Stored items from a collection
BEGIN
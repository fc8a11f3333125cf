// SPDX-FileCopyrightText: 2026 ArcheBase
//
// SPDX-License-Identifier: MulanPSL-2.0

//! Conversion engine.
//!
//! A conversion opens the source codec for reading and the target codec for
//! writing, loads the source, applies the converter bound to the pair (if
//! any) and saves. Batch conversion plans one task per matching entry under
//! a source directory and runs every task, recording failures instead of
//! stopping at the first one. When two sources map to the same target, the
//! later one is recorded as a failure and never written.

use std::collections::hash_map::{Entry, HashMap};
use std::fmt;
use std::path::{Path, PathBuf};
use std::time::Instant;

use rayon::prelude::*;

use crate::config::RdmConfig;
use crate::core::{DataError, FormatRegistry, Result};
use crate::io::detection::{lookup_extension, matches_format};
use crate::io::traits::AccessMode;
use crate::FileFormat;

/// One source to target conversion, with both formats resolved.
#[derive(Debug, Clone, PartialEq, Eq)]
pub struct ConversionTask {
    /// Source path
    pub source: PathBuf,
    /// Source format
    pub source_format: FileFormat,
    /// Target path
    pub target: PathBuf,
    /// Target format
    pub target_format: FileFormat,
}

impl fmt::Display for ConversionTask {
    fn fmt(&self, f: &mut fmt::Formatter<'_>) -> fmt::Result {
        write!(
            f,
            "{} ({}) -> {} ({})",
            self.source.display(),
            self.source_format,
            self.target.display(),
            self.target_format
        )
    }
}

/// Result of one file in a batch.
#[derive(Debug, Clone)]
pub struct FileOutcome {
    /// The conversion that ran
    pub task: ConversionTask,
    /// The error, if it failed
    pub error: Option<DataError>,
}

impl FileOutcome {
    /// Check if the file converted.
    pub fn is_success(&self) -> bool {
        self.error.is_none()
    }
}

/// Outcome of a batch conversion.
#[derive(Debug, Clone, Default)]
pub struct BatchReport {
    /// Number of planned tasks
    pub total: usize,
    /// Tasks that converted
    pub converted: Vec<ConversionTask>,
    /// Tasks that failed, with their errors
    pub failures: Vec<(ConversionTask, DataError)>,
}

impl BatchReport {
    /// Number of converted files.
    pub fn succeeded(&self) -> usize {
        self.converted.len()
    }

    /// Number of failed files.
    pub fn failed(&self) -> usize {
        self.failures.len()
    }

    /// Check if every file converted.
    pub fn is_success(&self) -> bool {
        self.failures.is_empty()
    }

    fn record(&mut self, outcome: FileOutcome) {
        match outcome.error {
            None => self.converted.push(outcome.task),
            Some(e) => self.failures.push((outcome.task, e)),
        }
    }
}

/// Runs conversions against a registry and configuration.
#[derive(Debug, Clone, Copy)]
pub struct ConversionEngine<'a> {
    registry: &'a FormatRegistry,
    config: &'a RdmConfig,
}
END
■ Exercise: Filter the records down to the lines that contain the string "push", and copy those lines.

■ Exercise answer:
            None => self.converted.push(outcome.task),
            Some(e) => self.failures.push((outcome.task, e)),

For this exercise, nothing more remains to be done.